Still, this criticism does not prove that physical objects are independently real or that the term “matter” has a meaning describable in terms not ultimately derived from perception. Berkeley has a strategic advantage in the fact that all people are caught in what American philosopher Ralph Barton Perry called “the egocentric predicament”: In a sense people are forever imprisoned within their own consciousness because they must always use thought as a bridge to the “outside.” However, this advantage can also be a liability, for Berkeley’s skepticism about external reality can be turned against people’s knowledge of other minds, the eternal Spirit, and even their own minds considered as substantial entities. Scottish philosopher David Hume and subsequent philosophers, for example, have not agreed that an indivisible, incorporeal self can be discovered by inward reflection. Many of Berkeley’s conclusions, such as his account of the self’s continuity by saying that the spirit always thinks, have the appearance of absurdities demanded by his premises rather than of facts verifiable by experience. Hence, “spirit” itself may turn out to be an abstraction to be relegated to the company of “matter.”
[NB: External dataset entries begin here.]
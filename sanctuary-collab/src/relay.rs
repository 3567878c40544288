//! Non-authoritative WebSocket relay.
//!
//! Architecture:
//! ```text
//! Client A ──┐                                  ┌──► Client B
//!             ├── handshake ── BroadcastGroup ──┤
//! Client C ──┘   (sessionId)    (fan-out)       └──► Client D
//! ```
//!
//! The relay holds no workspace state and resolves no conflicts. It groups
//! connections by the session id in their handshake, replays the current
//! roster to newcomers, and translates each client event into the matching
//! server event for everyone else in the session:
//!
//! | client event            | fanned out as                         |
//! |-------------------------|---------------------------------------|
//! | `cursor_update`         | `cursor_update` with the sender's id  |
//! | `state_sync`            | `state_sync`, unchanged               |
//! | `toggle_video` / `mic`  | `presence_update`                     |
//! | `ai_assistance_request` | logged, not answered                  |

use std::net::SocketAddr;
use std::sync::Arc;

use futures_util::{Sink, SinkExt, Stream, StreamExt};
use tokio::net::{TcpListener, TcpStream};
use tokio::sync::{broadcast, RwLock};
use tokio_tungstenite::tungstenite::{self, Message};
use uuid::Uuid;

use crate::broadcast::{BroadcastGroup, RelayFrame, RoomJoin, RoomManager};
use crate::protocol::{
    ClientEvent, Collaborator, CollaboratorPatch, Handshake, PresenceUpdate, ServerEvent,
};

type BoxError = Box<dyn std::error::Error + Send + Sync>;

/// Relay configuration.
#[derive(Debug, Clone)]
pub struct RelayConfig {
    /// Address to bind to
    pub bind_addr: String,
    /// Connections beyond this per session are refused after the handshake
    pub max_peers_per_session: usize,
    /// Broadcast channel capacity per session
    pub broadcast_capacity: usize,
}

impl Default for RelayConfig {
    fn default() -> Self {
        Self {
            bind_addr: "127.0.0.1:9090".to_string(),
            max_peers_per_session: 100,
            broadcast_capacity: 256,
        }
    }
}

/// Relay statistics.
#[derive(Debug, Clone, Default, PartialEq)]
pub struct RelayStats {
    pub total_connections: u64,
    pub active_connections: u64,
    pub rejected_connections: u64,
    pub total_frames: u64,
    pub total_bytes: u64,
    pub active_sessions: usize,
}

/// A connection that completed its handshake.
struct Joined {
    group: Arc<BroadcastGroup>,
    session_id: String,
    user_id: String,
}

pub struct RelayServer {
    config: RelayConfig,
    rooms: Arc<RoomManager>,
    stats: Arc<RwLock<RelayStats>>,
}
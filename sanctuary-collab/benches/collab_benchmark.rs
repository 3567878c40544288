use criterion::{criterion_group, criterion_main, Criterion};
use sanctuary_collab::broadcast::{BroadcastGroup, RelayFrame};
use sanctuary_collab::clock::ManualClock;
use sanctuary_collab::connection::TransportHandle;
use sanctuary_collab::presence::{CursorIntervals, PresenceBroadcaster};
use sanctuary_collab::protocol::{
    ClientEvent, Collaborator, CollaboratorPatch, Position, PresenceUpdate, ServerEvent, SyncMode,
};
use sanctuary_collab::registry::CollaboratorRegistry;
use sanctuary_collab::state_sync::{diff, StateSnapshot};
use serde_json::{json, Value};
use std::hint::black_box;
use std::sync::Arc;
use std::time::Duration;
use uuid::Uuid;

fn snapshot(value: Value) -> StateSnapshot {
    match value {
        Value::Object(map) => map,
        _ => StateSnapshot::new(),
    }
}

fn wide_snapshot(keys: usize, salt: usize) -> StateSnapshot {
    (0..keys)
        .map(|i| {
            let value = if i % 10 == 0 { json!(i + salt) } else { json!(i) };
            (format!("key{i}"), value)
        })
        .collect()
}

fn bench_cursor_encode(c: &mut Criterion) {
    let event = ClientEvent::CursorUpdate { position: Position::new(412.5, 96.0) };

    c.bench_function("cursor_update_encode", |b| {
        b.iter(|| {
            black_box(black_box(&event).encode().unwrap());
        })
    });
}

fn bench_cursor_decode(c: &mut Criterion) {
    let frame = ServerEvent::CursorUpdate { user_id: "u-42".into(), position: Position::new(412.5, 96.0) }
        .encode()
        .unwrap();

    c.bench_function("cursor_update_decode", |b| {
        b.iter(|| {
            black_box(ServerEvent::decode(black_box(&frame)).unwrap());
        })
    });
}

fn bench_state_sync_roundtrip(c: &mut Criterion) {
    let patch = snapshot(json!({
        "file": "src/main.ts",
        "line": 120,
        "selection": {"start": 4, "end": 19},
        "openTabs": ["a.ts", "b.ts", "c.ts"],
    }));

    c.bench_function("state_sync_roundtrip", |b| {
        b.iter(|| {
            let frame = ClientEvent::StateSync(patch.clone()).encode().unwrap();
            black_box(ClientEvent::decode(&frame).unwrap());
        })
    });
}

fn bench_presence_update_decode(c: &mut Criterion) {
    let frame = ServerEvent::PresenceUpdate(PresenceUpdate {
        user_id: "u-7".into(),
        patch: CollaboratorPatch::video(true),
    })
    .encode()
    .unwrap();

    c.bench_function("presence_update_decode", |b| {
        b.iter(|| {
            black_box(ServerEvent::decode(black_box(&frame)).unwrap());
        })
    });
}

fn bench_throttle_should_emit(c: &mut Criterion) {
    let clock = Arc::new(ManualClock::new());
    let presence = PresenceBroadcaster::new(
        TransportHandle::detached(),
        clock,
        SyncMode::Express,
        CursorIntervals::default(),
    );

    c.bench_function("throttle_should_emit", |b| {
        let mut t = 0u64;
        b.iter(|| {
            t += 1;
            black_box(presence.should_emit(black_box(Duration::from_millis(t))));
        })
    });
}

fn bench_diff_small(c: &mut Criterion) {
    let last = snapshot(json!({"file": "x.ts", "line": 3, "theme": "dark"}));
    let candidate = snapshot(json!({"file": "y.ts", "line": 10, "theme": "dark"}));

    c.bench_function("diff_3_keys", |b| {
        b.iter(|| {
            black_box(diff(black_box(&last), black_box(&candidate)));
        })
    });
}

fn bench_diff_wide(c: &mut Criterion) {
    let last = wide_snapshot(1000, 0);
    let candidate = wide_snapshot(1000, 1);

    c.bench_function("diff_1000_keys_10pct_changed", |b| {
        b.iter(|| {
            let changed = diff(black_box(&last), black_box(&candidate));
            debug_assert_eq!(changed.len(), 100);
            black_box(changed);
        })
    });
}

fn bench_registry_churn(c: &mut Criterion) {
    c.bench_function("registry_100_join_update_leave", |b| {
        b.iter(|| {
            let mut registry = CollaboratorRegistry::new(Collaborator::new("me", "Me"));
            for i in 0..100 {
                registry.join(Collaborator::new(format!("u{i}"), format!("User{i}")));
            }
            for i in 0..100 {
                registry.merge_update(&format!("u{i}"), &CollaboratorPatch::mic(true));
            }
            for i in (0..100).step_by(2) {
                registry.leave(&format!("u{i}"));
            }
            black_box(registry.collaborators());
        })
    });
}

fn bench_broadcast_raw(c: &mut Criterion) {
    let rt = tokio::runtime::Runtime::new().unwrap();

    c.bench_function("broadcast_raw_100_peers", |b| {
        b.iter(|| {
            rt.block_on(async {
                let group = BroadcastGroup::new(1024);

                let mut receivers = Vec::new();
                for i in 0..100 {
                    let peer = Collaborator::new(format!("u{i}"), format!("User{i}"));
                    let rx = group.add_peer(Uuid::new_v4(), peer).await;
                    receivers.push(rx);
                }

                let frame = Arc::new(RelayFrame { origin: Uuid::new_v4(), payload: "{}".into() });
                let count = group.broadcast_raw(black_box(frame));
                black_box(count);
            });
        })
    });
}

fn bench_broadcast_1000_cursors(c: &mut Criterion) {
    let rt = tokio::runtime::Runtime::new().unwrap();

    c.bench_function("broadcast_1000_cursors_100_peers", |b| {
        b.iter(|| {
            rt.block_on(async {
                let group = BroadcastGroup::new(2048);

                let mut receivers = Vec::new();
                for i in 0..100 {
                    let peer = Collaborator::new(format!("u{i}"), format!("User{i}"));
                    let rx = group.add_peer(Uuid::new_v4(), peer).await;
                    receivers.push(rx);
                }

                let origin = Uuid::new_v4();
                for i in 0..1000u32 {
                    let event = ServerEvent::CursorUpdate {
                        user_id: "u0".into(),
                        position: Position::new(f64::from(i), 0.0),
                    };
                    let _ = group.broadcast(origin, black_box(&event));
                }
            });
        })
    });
}

criterion_group!(
    benches,
    bench_cursor_encode,
    bench_cursor_decode,
    bench_state_sync_roundtrip,
    bench_presence_update_decode,
    bench_throttle_should_emit,
    bench_diff_small,
    bench_diff_wide,
    bench_registry_churn,
    bench_broadcast_raw,
    bench_broadcast_1000_cursors,
);
criterion_main!(benches);
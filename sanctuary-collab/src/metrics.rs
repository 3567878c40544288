//! Synchronization traffic counters and dashboard scores.
//!
//! [`MetricsAggregator`] owns the [`Metrics`] record. Counters only grow;
//! the participant count is floored at zero. [`DerivedScores`] are computed
//! on read and never stored.

use serde::{Deserialize, Serialize};

use crate::config::ParticipantCounting;
use crate::protocol::ExpressModeUpdate;

/// `speedImprovement` value that scores as 100% efficiency.
pub const EFFICIENCY_BASELINE: f64 = 6.0;

#[derive(Debug, Clone, Copy, PartialEq, Eq, Default, Serialize, Deserialize)]
#[serde(default, rename_all = "camelCase")]
pub struct RealTimeSync {
    /// Inbound cursor updates applied to the registry
    pub cursor_updates: u64,
    /// Outbound state diffs emitted
    pub state_updates: u64,
}

#[derive(Debug, Clone, Copy, PartialEq, Serialize, Deserialize)]
#[serde(default, rename_all = "camelCase")]
pub struct ExpressModeMetrics {
    pub speed_improvement: f64,
    pub agentic_assistance: f64,
}

impl Default for ExpressModeMetrics {
    fn default() -> Self {
        Self {
            speed_improvement: EFFICIENCY_BASELINE,
            agentic_assistance: 0.0,
        }
    }
}

/// Session metrics as read by dashboards.
#[derive(Debug, Clone, PartialEq, Default, Serialize, Deserialize)]
#[serde(default, rename_all = "camelCase")]
pub struct Metrics {
    pub participant_count: u32,
    pub active_collaborations: u32,
    pub response_time_ms: u64,
    pub code_executions: u64,
    pub real_time_sync: RealTimeSync,
    pub express_mode: ExpressModeMetrics,
}

/// Scores derived from a [`Metrics`] record.
#[derive(Debug, Clone, Copy, PartialEq, Serialize)]
#[serde(rename_all = "camelCase")]
pub struct DerivedScores {
    /// Mean of the two sync counters
    pub sync_rate: f64,
    /// `speedImprovement` relative to the baseline, percent, capped at 100
    pub efficiency_score: f64,
    /// Active collaborations per participant, percent, capped at 100
    pub collaboration_score: f64,
}

impl DerivedScores {
    pub fn from_metrics(metrics: &Metrics) -> Self {
        let sync = metrics.real_time_sync;
        let sync_rate = (sync.cursor_updates + sync.state_updates) as f64 / 2.0;
        let efficiency_score =
            (metrics.express_mode.speed_improvement / EFFICIENCY_BASELINE * 100.0).min(100.0);
        let collaboration_score = if metrics.participant_count == 0 {
            0.0
        } else {
            (f64::from(metrics.active_collaborations) / f64::from(metrics.participant_count)
                * 100.0)
                .min(100.0)
        };
        Self { sync_rate, efficiency_score, collaboration_score }
    }
}

/// Owner of the session's [`Metrics`].
#[derive(Debug, Clone)]
pub struct MetricsAggregator {
    metrics: Metrics,
    counting: ParticipantCounting,
}

impl MetricsAggregator {
    pub fn new(initial: Metrics, counting: ParticipantCounting) -> Self {
        Self { metrics: initial, counting }
    }

    pub fn metrics(&self) -> &Metrics {
        &self.metrics
    }

    pub fn derived(&self) -> DerivedScores {
        DerivedScores::from_metrics(&self.metrics)
    }

    pub fn counting(&self) -> ParticipantCounting {
        self.counting
    }

    /// A collaborator joined. `roster_len` is the remote roster size after the join.
    pub fn record_join(&mut self, roster_len: usize) {
        match self.counting {
            ParticipantCounting::EventCounted => {
                self.metrics.participant_count = self.metrics.participant_count.saturating_add(1);
            }
            ParticipantCounting::RosterDerived => self.set_participants(roster_len),
        }
    }

    /// A collaborator left. Never drops the count below zero.
    pub fn record_leave(&mut self, roster_len: usize) {
        match self.counting {
            ParticipantCounting::EventCounted => {
                self.metrics.participant_count = self.metrics.participant_count.saturating_sub(1);
            }
            ParticipantCounting::RosterDerived => self.set_participants(roster_len),
        }
    }

    /// The roster changed wholesale (teardown). Only affects roster-derived counting.
    pub fn roster_changed(&mut self, roster_len: usize) {
        if self.counting == ParticipantCounting::RosterDerived {
            self.set_participants(roster_len);
        }
    }

    fn set_participants(&mut self, roster_len: usize) {
        self.metrics.participant_count = u32::try_from(roster_len).unwrap_or(u32::MAX);
    }

    pub fn record_cursor_update(&mut self) {
        self.metrics.real_time_sync.cursor_updates += 1;
    }

    pub fn record_state_update(&mut self) {
        self.metrics.real_time_sync.state_updates += 1;
    }

    pub fn record_code_execution(&mut self) {
        self.metrics.code_executions += 1;
    }

    pub fn set_active_collaborations(&mut self, count: u32) {
        self.metrics.active_collaborations = count;
    }

    pub fn set_response_time_ms(&mut self, ms: u64) {
        self.metrics.response_time_ms = ms;
    }

    /// Merge externally pushed multipliers; fields absent from `update` are kept.
    pub fn merge_express_mode(&mut self, update: &ExpressModeUpdate) -> ExpressModeMetrics {
        if let Some(speed) = update.speed_improvement {
            self.metrics.express_mode.speed_improvement = speed;
        }
        if let Some(assist) = update.agentic_assistance {
            self.metrics.express_mode.agentic_assistance = assist;
        }
        self.metrics.express_mode
    }
}

impl Default for MetricsAggregator {
    fn default() -> Self {
        Self::new(Metrics::default(), ParticipantCounting::default())
    }
}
In Berkeley’s later writings, the purity of his empiricism is diluted by noticeable amounts of rationalism, and even in A Treatise Concerning the Principles of Human Knowledge, there are assumptions hardly empirical in origin or confirmation, such as his facile acceptance of the traditional attributes of God—eternal, infinite, omniscient—as obviously pertaining to that Spirit. Berkeley’s arguments for God’s existence, which are the traditional cosmological and teleological “proofs,” would have to meet the devastating criticisms produced by such philosophers as Hume and Immanuel Kant before they could be acceptable to a modern reader. However, even were the being of an infinite, omnipotent, omniscient Spirit granted, the traditional problem of evil posed by comparison of such a Creator with the created universe is one to which Berkeley offers only the usual but ineffective answers. Hume showed in Dialogues Concerning Natural Religion (1779) how ill such answers suit even an empirical theism.

Although it is doubtful that Berkeley accomplished some of his chief aims, it is certain that he achieved much by the method of his efforts. If he unintentionally undercut his own metaphysics by settling the dust of materialism, philosophy since has been able to learn from his experience.